Static Analysis

Analysis without executing

Sample: file under investigation or analysis (to see if malicious or benign). Approaches: 1. Basic Static Analysis : Does not involve examination at code level (source code and assembly). Metadata and embedded data. 2. Advanced Static Analysis : Examines source code (disassembled assembly instructions).

Basic Static Analysis Methodology

Basic Static Analysis Methodology: 1. File Identification and Classification 2. Scanning 3. File Format Analysis 4. Identifying Obfuscation

File Identification and Classification

Whats the use? It help to uniquely identify the same, understand how the sample works. Based on File Type: PE, PDF, DOCX Based on file Hashes: md5,sha1,Fuzzy Hash, ImpHash, Section Hash Based on String Embedded within file: strings can be encoded.
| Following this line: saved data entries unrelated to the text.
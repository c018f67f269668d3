pub mod admin;
pub mod availability;
pub mod bookings;
pub mod courses;
pub mod health;
pub mod packages;

use axum::Router;

use crate::state::AppState;

/// Build the `/api/v1` route tree.
///
/// Route hierarchy:
///
/// ```text
/// /courses/{id}/schedules                          schedules of a course (public)
///
/// /availability/schedule/{schedule_id}             month calendar (?year=&month=)
///
/// /booking/package-booking/{master_package_id}     purchase a package (POST)
///
/// /users/me/packages                               list (?view=active|history|all)
/// /users/me/packages/{id}                          get
/// /users/me/packages/{id}/renew                    renew (POST)
///
/// /users/schedule-from-package                     book dates from a package (POST)
/// /users/me/bookings                               list
/// /users/me/bookings/{id}/cancel                   cancel (POST)
/// /users/me/bookings/{id}/reschedule               move to another date (POST)
///
/// /admin/bookings/{id}/cancel                      cancel any booking (POST)
/// /admin/bookings/complete-elapsed                 run the completion sweep (POST)
/// /admin/schedules/{id}/closures                   close a date (POST)
/// /admin/schedules/{id}/closures/{date}            reopen a date (DELETE)
/// ```
pub fn api_routes() -> Router<AppState> {
    Router::new()
        .nest("/courses", courses::router())
        .nest("/availability", availability::router())
        // Purchase completion from the storefront checkout.
        .nest("/booking", packages::purchase_router())
        .nest("/users/me/packages", packages::router())
        .nest("/users", bookings::router())
        .nest("/admin", admin::router())
}
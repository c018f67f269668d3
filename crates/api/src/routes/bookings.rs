//! Route definitions for customer bookings.

use axum::routing::{get, post};
use axum::Router;

use crate::handlers::bookings;
use crate::state::AppState;

/// Routes mounted at `/users`.
///
/// ```text
/// POST   /schedule-from-package            -> schedule_from_package
/// GET    /me/bookings                      -> list_bookings
/// POST   /me/bookings/{id}/cancel          -> cancel_booking
/// POST   /me/bookings/{id}/reschedule      -> reschedule_booking
/// ```
pub fn router() -> Router<AppState> {
    Router::new()
        .route(
            "/schedule-from-package",
            post(bookings::schedule_from_package),
        )
        .route("/me/bookings", get(bookings::list_bookings))
        .route("/me/bookings/{id}/cancel", post(bookings::cancel_booking))
        .route(
            "/me/bookings/{id}/reschedule",
            post(bookings::reschedule_booking),
        )
}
File Categories: 1. ASCII (plain text) (HTML,XML) 2. Structured FIles (binary): Hex view reveals File headers that help identify. Online Identify File Type: https://www.garykessler.net/library/file_sigs.html Linux Command: file <filename> Identify masquerading techniques using Resource Hacker : where exe can use pdf icon for seeming unharmful.

Hashes

Allow to identify if the sample is already well known malware. Determine if belongs to a family, group. Hashing creates hash signature for the sample. This hash is compared to a database of hashes of other samples to see if it was seen before. If so, malware is identified and previous investigation allows for remediation. If not, the hash will be used as Indicator of Compromise (IOC), if the sample is found malicious in further analysis.
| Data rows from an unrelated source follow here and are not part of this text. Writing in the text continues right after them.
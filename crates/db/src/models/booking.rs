//! Booking models and scheduling request DTOs.

use academy_core::booking::Participant;
use academy_core::types::{Date, DbId, ReservationToken, Timestamp};
use serde::{Deserialize, Serialize};
use sqlx::FromRow;

use crate::models::status::BookingStatus;

/// A row from the `bookings` table.
#[derive(Debug, Clone, FromRow, Serialize)]
#[serde(rename_all = "camelCase")]
pub struct Booking {
    pub id: DbId,
    pub owner_id: DbId,
    pub purchased_package_id: Option<DbId>,
    pub course_id: DbId,
    pub schedule_id: DbId,
    pub booked_date: Date,
    pub status_id: i16,
    pub reservation_token: Option<ReservationToken>,
    pub rescheduled_from_id: Option<DbId>,
    pub created_at: Timestamp,
    pub updated_at: Timestamp,
}

/// A row from the `booking_participants` table.
#[derive(Debug, Clone, FromRow)]
pub struct BookingParticipant {
    pub id: DbId,
    pub booking_id: DbId,
    pub position: i32,
    pub first_name: String,
    pub last_name: String,
    pub created_at: Timestamp,
    pub updated_at: Timestamp,
}

/// A booking with its status name and ordered participants.
#[derive(Debug, Clone, Serialize)]
#[serde(rename_all = "camelCase")]
pub struct BookingDetail {
    #[serde(flatten)]
    pub booking: Booking,
    pub status: &'static str,
    pub participants: Vec<Participant>,
}

impl BookingDetail {
    pub fn new(booking: Booking, participants: Vec<Participant>) -> Self {
        let status = BookingStatus::from_id(booking.status_id)
            .map(BookingStatus::name)
            .unwrap_or("unknown");
        Self {
            booking,
            status,
            participants,
        }
    }
}

/// Body of `POST /users/schedule-from-package`.
#[derive(Debug, Clone, Deserialize)]
#[serde(rename_all = "camelCase")]
pub struct ScheduleFromPackage {
    pub purchased_package_id: DbId,
    pub course_id: DbId,
    pub schedule_id: DbId,
    pub booked_dates: Vec<Date>,
    pub participants: Vec<Participant>,
}

/// Body of `POST /users/me/bookings/{id}/reschedule`.
#[derive(Debug, Clone, Deserialize)]
#[serde(rename_all = "camelCase")]
pub struct RescheduleBooking {
    /// Target schedule; defaults to the booking's current schedule.
    pub schedule_id: Option<DbId>,
    pub new_date: Date,
}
Tools: CLI : md5sum, sha1sum, sha256sum GUI : HashMyFiles, Hasher

Drawback: Changing even a single bit in binary changes the hash. Harder to identify same malware with minimal changes. This is called Polymorphic malware, meaning original algorithm intact, just little mutation. How to Handle Polymorphic Malware ? Fuzzy Hashing: This is used to usually compare samples (not only). The sample is divided into segments, and the hashes are calculated from them. The more hashes are same, the similar are the two files.

Fuzzy Hashing in basic

Tools for Fuzzy hashing: SSDEEP - CLI tool for fuzzy hash checks. https://ssdeep-project.github.io/ssdeep/index.html

Other Hashes: Import Hash Section Hash

Strings

A computer datatype consisting of sequence of characters. Mostly defined in an array, by can be defined in others like a record. Last character of a string array is called escape sequence. aka. Null terminator "\0" in char representation, "00" in hexdec representation.

Main Encoding of strings: 1. ASCII: Use 7-bits i.e 128 chars, but implemented using 1Byte and cover 256 chars.

All bytes in a file are in a way strings, but there are 2 types for differentiation. 1. Printable: Strings readable by humans with interpretation. 2. Non-Printable: For example: Line Feed (LF) "\n" and Carriage Return (CR) "\r". They are not visible in char representation (like spacebar), but in hexdec representation have hex values "\x0A" and "\x0D"

Unicode Strings: - Use same escape sequence value for termination. "\x0" or NUL. - Represented by 2Bytes known as "wide chars" or "UTF-16".

Extract both ASCII and Unicode strings, allows to store all encoding format.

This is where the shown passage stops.